At first level, it's only 4. It's only when you hit level 5 that it becomes 6/SR. It isn't until you hit level 9 that it becomes any higher, at which point limiting cantrips doesn't seem like it's that big a thing. Not sure why you thought it would be 6 to start with?

And, again, I'm not really seeing how this ISN'T limiting. Any cantrip that requires concentration is already going to be pretty harshly limited, especially since taking short rests is such a huge ask (a full hour of doing functionally nothing at all is a pretty steep cost!) That's six and only six mage hands, and given most groups never take more than two short rests a day (and sometimes less), that means a maximum of 12 mage hands in an entire day.
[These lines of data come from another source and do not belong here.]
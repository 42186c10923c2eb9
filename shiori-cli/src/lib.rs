//! shiori CLI library
//!
//! This library provides the command-line interface for the shiori
//! tokenization pipeline.

pub mod commands;
pub mod config;
pub mod error;
pub mod input;
pub mod language_source;
pub mod output;
pub mod progress;

pub use error::{CliError, CliResult};
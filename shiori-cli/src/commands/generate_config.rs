//! Generate config command implementation

use anyhow::{Context, Result};
use clap::Args;
use std::path::PathBuf;

/// Arguments for the generate-config command
#[derive(Debug, Args)]
pub struct GenerateConfigArgs {
    /// Language code for the new configuration
    #[arg(short = 'l', long, value_name = "CODE", required = true)]
    pub language_code: String,

    /// Output file path
    #[arg(short, long, value_name = "FILE", required = true)]
    pub output: PathBuf,

    /// Reference a catalog parser (e.g. mecab, jieba) instead of internal rules
    #[arg(short, long, value_name = "TYPE")]
    pub parser: Option<String>,
}

impl GenerateConfigArgs {
    /// Execute the generate-config command
    pub fn execute(&self) -> Result<()> {
        println!("Generating language configuration template...");
        println!("  Language code: {}", self.language_code);
        println!("  Output file: {}", self.output.display());

        std::fs::write(&self.output, self.generate_template())
            .with_context(|| format!("Failed to write to {}", self.output.display()))?;

        println!("✓ Configuration template generated successfully!");
        println!();
        println!("Next steps:");
        println!("1. Edit the word characters and sentence rules");
        println!("2. Validate your configuration:");
        println!(
            "   shiori validate --language-config {}",
            self.output.display()
        );
        println!("3. Use it for tokenizing:");
        println!(
            "   shiori tokenize -i input.txt --language-config {}",
            self.output.display()
        );

        Ok(())
    }

    /// Generate template configuration content
    fn generate_template(&self) -> String {
        let parser = match &self.parser {
            Some(parser_type) => format!(
                r#"
# External morphological parser. Tokenization is handed to the parser and the
# [words] split_each_char/remove_spaces flags are ignored.
[parser]
use = "{parser_type}"
"#
            ),
            None => r#"
# Inline external parser (optional). Uncomment to tokenize with a subprocess.
# [parser]
# type = "custom"
# name = "Custom segmenter"
# binary = "/usr/local/bin/segmenter"
# args = ["--input", "{file}"]
# input_mode = "file"        # stdin | file
# output_format = "line"     # line | wakati
"#
            .to_string(),
        };

        format!(
            r#"# Language configuration for {code}

[metadata]
code = "{code}"
name = "Custom Language"

[words]
# Regex character class body of word characters
chars = "a-zA-Z"
# Emit every word character as its own token (for scripts without spaces)
split_each_char = false
# Drop whitespace between tokens instead of keeping it as separators
remove_spaces = false

[sentences]
# Sentence terminator characters
split_chars = ".!?"
# Tokens that end in a terminator but do not end a sentence
exceptions = ["Mr.", "Dr.", "e.g."]

[display]
right_to_left = false
{parser}"#,
            code = self.language_code,
        )
    }
}

#[cfg(test)]
mod tests {
    use super::*;
    use shiori_core::{LanguageProfile, ParserCatalog, Tokenization};
    use tempfile::TempDir;

    #[test]
    fn test_template_is_valid_profile() {
        let dir = TempDir::new().unwrap();
        let args = GenerateConfigArgs {
            language_code: "xx".to_string(),
            output: dir.path().join("xx.toml"),
            parser: None,
        };
        args.execute().unwrap();

        let profile =
            LanguageProfile::from_file(&args.output, &ParserCatalog::builtin().unwrap()).unwrap();
        assert_eq!(profile.code(), "xx");
        assert_eq!(profile.exceptions().len(), 3);
        assert!(matches!(profile.tokenization(), Tokenization::Internal(_)));
    }

    #[test]
    fn test_template_with_parser_reference() {
        let args = GenerateConfigArgs {
            language_code: "ja-custom".to_string(),
            output: PathBuf::from("unused.toml"),
            parser: Some("mecab".to_string()),
        };
        let profile = LanguageProfile::from_toml_str(
            &args.generate_template(),
            &ParserCatalog::builtin().unwrap(),
        )
        .unwrap();
        assert_eq!(profile.parser().unwrap().parser_type(), "mecab");
    }
}
//! Multi-word vocabulary overlay
//!
//! Known multi-word terms are matched against the word tokens of a stream and
//! recorded as non-overlapping groups. Tokens keep their single-word identity;
//! groups are layered on top.

use crate::language::{InternalRules, LanguageProfile, Tokenization};
use crate::stream::{TextItem, TokenStream};
use crate::tokenizer::InternalWordTokenizer;
use serde::Serialize;
use smallvec::SmallVec;
use std::collections::HashMap;
use std::fmt;

/// Identifier of a vocabulary term
#[derive(Debug, Clone, Copy, PartialEq, Eq, Hash, PartialOrd, Ord, Serialize)]
#[serde(transparent)]
pub struct TermId(pub u64);

impl fmt::Display for TermId {
    fn fmt(&self, f: &mut fmt::Formatter<'_>) -> fmt::Result {
        write!(f, "#{}", self.0)
    }
}

/// A vocabulary term as a lowercase word sequence
#[derive(Debug, Clone, PartialEq, Eq)]
pub struct MultiWordTerm {
    id: TermId,
    words: Vec<String>,
}

impl MultiWordTerm {
    /// Create a term; words are lowercased
    pub fn new<I, S>(id: TermId, words: I) -> Self
    where
        I: IntoIterator<Item = S>,
        S: AsRef<str>,
    {
        Self {
            id,
            words: words.into_iter().map(|w| w.as_ref().to_lowercase()).collect(),
        }
    }

    pub fn id(&self) -> TermId {
        self.id
    }

    pub fn words(&self) -> &[String] {
        &self.words
    }

    pub fn word_count(&self) -> usize {
        self.words.len()
    }

    fn matches(&self, window: &[TextItem]) -> bool {
        window.len() == self.words.len()
            && window
                .iter()
                .zip(&self.words)
                .all(|(item, word)| item.is_word && item.lowercase == *word)
    }
}

/// Frozen, pre-sorted set of multi-word terms
///
/// Terms with fewer than two words are dropped. The remaining terms are ordered
/// by descending word count, then ascending id, and indexed by first word.
#[derive(Debug, Clone, Default)]
pub struct VocabularySnapshot {
    terms: Vec<MultiWordTerm>,
    by_first_word: HashMap<String, SmallVec<[usize; 4]>>,
}

impl VocabularySnapshot {
    /// Build a snapshot from terms
    pub fn new<I>(terms: I) -> Self
    where
        I: IntoIterator<Item = MultiWordTerm>,
    {
        let mut terms: Vec<MultiWordTerm> = terms
            .into_iter()
            .filter(|term| term.word_count() >= 2)
            .collect();
        terms.sort_by(|a, b| {
            b.word_count()
                .cmp(&a.word_count())
                .then_with(|| a.id.cmp(&b.id))
        });

        let mut by_first_word: HashMap<String, SmallVec<[usize; 4]>> = HashMap::new();
        for (idx, term) in terms.iter().enumerate() {
            by_first_word
                .entry(term.words[0].clone())
                .or_default()
                .push(idx);
        }

        Self {
            terms,
            by_first_word,
        }
    }

    /// Build a snapshot from raw expressions, splitting them into words with the
    /// profile's character-class rules
    ///
    /// Profiles backed by an external parser only get maximal word runs here,
    /// so unspaced expressions stay single words; the engine's pipeline
    /// segments them through the parser instead.
    pub fn from_expressions<I, S>(profile: &LanguageProfile, expressions: I) -> Self
    where
        I: IntoIterator<Item = (TermId, S)>,
        S: AsRef<str>,
    {
        let rules = match profile.tokenization() {
            Tokenization::Internal(rules) => *rules,
            Tokenization::External(_) => InternalRules::default(),
        };
        let tokenizer = InternalWordTokenizer::new(profile.word_chars(), rules);

        Self::new(expressions.into_iter().map(|(id, expression)| {
            let words = tokenizer
                .tokenize(expression.as_ref())
                .into_iter()
                .filter(|token| token.is_word)
                .map(|token| token.lowercase);
            MultiWordTerm::new(id, words)
        }))
    }

    /// Terms in match priority order
    pub fn terms(&self) -> &[MultiWordTerm] {
        &self.terms
    }

    pub fn len(&self) -> usize {
        self.terms.len()
    }

    pub fn is_empty(&self) -> bool {
        self.terms.is_empty()
    }

    fn candidates(&self, first_word: &str) -> impl Iterator<Item = &MultiWordTerm> {
        self.by_first_word
            .get(first_word)
            .into_iter()
            .flat_map(|indices| indices.iter().map(|&idx| &self.terms[idx]))
    }
}

/// A matched multi-word term, inclusive on both ends
#[derive(Debug, Clone, Copy, PartialEq, Eq, Serialize)]
pub struct MultiWordGroup {
    pub start_order: usize,
    pub end_order: usize,
    pub term_id: TermId,
}

impl MultiWordGroup {
    /// Whether the group covers the token with the given order
    pub fn contains(&self, order: usize) -> bool {
        (self.start_order..=self.end_order).contains(&order)
    }

    /// Number of tokens covered
    pub fn token_count(&self) -> usize {
        self.end_order - self.start_order + 1
    }
}

/// Greedy longest-match overlay over a frozen snapshot
#[derive(Debug, Clone, Copy)]
pub struct MultiWordOverlay<'v> {
    snapshot: &'v VocabularySnapshot,
}

impl<'v> MultiWordOverlay<'v> {
    pub fn new(snapshot: &'v VocabularySnapshot) -> Self {
        Self { snapshot }
    }

    /// Scan the stream left to right and return the groups in order
    ///
    /// A group never spans a non-word token or a sentence boundary. Of all
    /// terms matching at a position the longest wins, then the lowest id.
    pub fn apply(&self, stream: &TokenStream) -> Vec<MultiWordGroup> {
        let mut groups = Vec::new();
        if self.snapshot.is_empty() {
            return groups;
        }

        let items = stream.items();
        let mut pos = 0;
        while pos < items.len() {
            let first = &items[pos];
            if !first.is_word {
                pos += 1;
                continue;
            }

            let matched = self.snapshot.candidates(&first.lowercase).find(|term| {
                let end = pos + term.word_count();
                end <= items.len()
                    && items[end - 1].sentence_id == first.sentence_id
                    && term.matches(&items[pos..end])
            });

            match matched {
                Some(term) => {
                    let end_order = pos + term.word_count() - 1;
                    groups.push(MultiWordGroup {
                        start_order: items[pos].order,
                        end_order: items[end_order].order,
                        term_id: term.id(),
                    });
                    pos = end_order + 1;
                }
                None => pos += 1,
            }
        }

        log::debug!(
            "overlay matched {} groups over {} tokens",
            groups.len(),
            items.len()
        );
        groups
    }
}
Limiting it down to PB/sr is extremely limiting. Now you get two lights, two, and then you're out, until you spend a whole hour doing nothing. Six total for an entire day until you hit level 5.
 

Invoking Grod's Law* here- if you limit a cantrip like Light to the point that it can't replace torches, thus forcing people to have torches, nobody is likely to take Light, at which point you may as well have just banned it.

*To summarize, balancing mechanics by making them annoying to use tends to lead to people not engaging with said mechanics in the first place.